When I wrote this down, none of these things seemed like stretch goals.
They were the manageable, toned-down versions of the goals I had in my head. Things like:
- Write a killer post/article every day and write a book in your free time.
- Developed the perfect Lorelei/Rory-esque relationship with each of your sisters/nieces.
- Plan a trip to Europe and then a subsequent trip to Asia.
There was little doubt that my goals were attainable baby steps.
And yet, by the first week of April, most of my goals and plans for the year had been scrapped. What seemed reasonable, if not trite, just three months prior now felt laughable. I might as well have writtennThe Sea of Tranquility instead of Niagara Falls.
So sitting down to write goals had a different tone and feeling this year.
“If the Lord wills” is something I’ve heard fellow believers add to the end of their plans my entire life.
“We’re going to go to Florida for Spring Break if the Lord wills.”
“We’ll be holding our brand spanking new baby boy the second week of July if the Lord wills.”
“They’ll be visiting this weekend and, barring any rain, we’ll go to the farmer’s market if the Lord wills.”
It’s always hit me wrong.
While I believe in the sovereignty of God, this felt more like a mockery, saying something normal and reasonable then acting as if would only come to pass with God’s special blessing. It felt like a cousin to the prosperity gospel that seeps into so many circles and teachings.
But yet, this year’s planner felt like a lesson in humility.
Like a recognition that each plan I made was simply that, a plan I made not a certainty that would come to pass. For the first time, my year plan acknowledged the frailty of my humanity, of the community around me, of my plans.
Many are the plans in a man’s heart but it is the Lord’s purpose that prevails. – Proverbs 19:21
It’s a proverb I’ve always tucked away and pulled out when I realize I don’t have control over a situation. But after the wide-scale shutdowns, fear, and confusion of 2020, it felt like the only guiding verse for the new year.
Many are my plans, but only the Lord knows if a few months from now, this will be laughable.
Many are my plans, but my plans are not rooted in the knowledge and goodness of God.
Many are my plans, but my physical body might fail me yet again.
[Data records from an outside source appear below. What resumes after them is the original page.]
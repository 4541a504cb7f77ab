//! Mock feed server for integration tests.
//!
//! A minimal WebSocket server that:
//! - Accepts connections
//! - Records received subscribe messages
//! - Pushes canned frames to every connected client

use futures_util::{SinkExt, StreamExt};
use std::collections::VecDeque;
use std::net::SocketAddr;
use std::sync::Arc;
use tokio::net::{TcpListener, TcpStream};
use tokio::sync::{mpsc, Mutex};
use tokio_tungstenite::{accept_async, tungstenite::Message};

/// A mock feed server for testing.
pub struct MockFeedServer {
    addr: SocketAddr,
    shutdown_tx: mpsc::Sender<()>,
    messages: Arc<Mutex<VecDeque<String>>>,
    connections: Arc<Mutex<u32>>,
    clients: Arc<Mutex<Vec<mpsc::Sender<String>>>>,
}

impl MockFeedServer {
    /// Start a new mock server on an available port.
    pub async fn start() -> Self {
        let listener = TcpListener::bind("127.0.0.1:0").await.unwrap();
        let addr = listener.local_addr().unwrap();
        let messages: Arc<Mutex<VecDeque<String>>> = Arc::new(Mutex::new(VecDeque::new()));
        let connections: Arc<Mutex<u32>> = Arc::new(Mutex::new(0));
        let clients: Arc<Mutex<Vec<mpsc::Sender<String>>>> = Arc::new(Mutex::new(Vec::new()));
        let (shutdown_tx, mut shutdown_rx) = mpsc::channel::<()>(1);

        let messages_clone = messages.clone();
        let connections_clone = connections.clone();
        let clients_clone = clients.clone();

        tokio::spawn(async move {
            loop {
                tokio::select! {
                    Ok((stream, _)) = listener.accept() => {
                        let messages = messages_clone.clone();
                        let connections = connections_clone.clone();
                        let (outbound_tx, outbound_rx) = mpsc::channel::<String>(100);
                        clients_clone.lock().await.push(outbound_tx);
                        tokio::spawn(handle_connection(stream, messages, connections, outbound_rx));
                    }
                    _ = shutdown_rx.recv() => {
                        break;
                    }
                }
            }
        });

        Self {
            addr,
            shutdown_tx,
            messages,
            connections,
            clients,
        }
    }

    /// Get the server's WebSocket URL.
    pub fn url(&self) -> String {
        format!("ws://{}", self.addr)
    }

    /// Get the number of connections received.
    pub async fn connection_count(&self) -> u32 {
        *self.connections.lock().await
    }

    /// Get all received messages.
    pub async fn received_messages(&self) -> Vec<String> {
        self.messages.lock().await.iter().cloned().collect()
    }

    /// Push a text frame to every connected client.
    pub async fn broadcast(&self, frame: impl Into<String>) {
        let frame = frame.into();
        for client in self.clients.lock().await.iter() {
            let _ = client.send(frame.clone()).await;
        }
    }

    /// Shutdown the server.
    pub async fn shutdown(self) {
        let _ = self.shutdown_tx.send(()).await;
    }
}

async fn handle_connection(
    stream: TcpStream,
    messages: Arc<Mutex<VecDeque<String>>>,
    connections: Arc<Mutex<u32>>,
    mut outbound_rx: mpsc::Receiver<String>,
) {
    {
        let mut count = connections.lock().await;
        *count += 1;
    }

    let ws_stream = match accept_async(stream).await {
        Ok(ws) => ws,
        Err(e) => {
            eprintln!("WebSocket handshake failed: {}", e);
            return;
        }
    };

    let (mut write, mut read) = ws_stream.split();

    loop {
        tokio::select! {
            Some(frame) = outbound_rx.recv() => {
                if write.send(Message::Text(frame)).await.is_err() {
                    break;
                }
            }
            msg = read.next() => {
                match msg {
                    Some(Ok(Message::Text(text))) => {
                        let mut msgs = messages.lock().await;
                        msgs.push_back(text);
                    }
                    Some(Ok(Message::Ping(data))) => {
                        let _ = write.send(Message::Pong(data)).await;
                    }
                    Some(Ok(Message::Close(_))) | Some(Err(_)) | None => break,
                    _ => {}
                }
            }
        }
    }
}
Many are my plans, but no matter what, the Lord’s purpose will prevail.
The triumph of the Lord’s purpose is our only comfort when looking at the world around us. Panic, confusion, and anger flood my Facebook, Instagram, and Twitter feeds. It’s enough to make me despair in the state of the world and, quite frankly, the state of the church.
But as the hymnist wrote, “Because He lives, I can face tomorrow/ Because He lives, all fear is gone/ Because I know He holds the future/ And life is worth the living, just because He lives.”
So I made goals, and I added a small and humble, “If the Lord wills” to the end of my plans.
But no matter what plans come to fruition and which ones fall victim to what will probably be another year of change and uncertainty, my hope is not in my plans.
It is not in things “opening up” or dining in a restaurant. It is not built on getting back to normal or adjusting to a new normal, it is built of the death and resurrection of Christ and His enduring promises.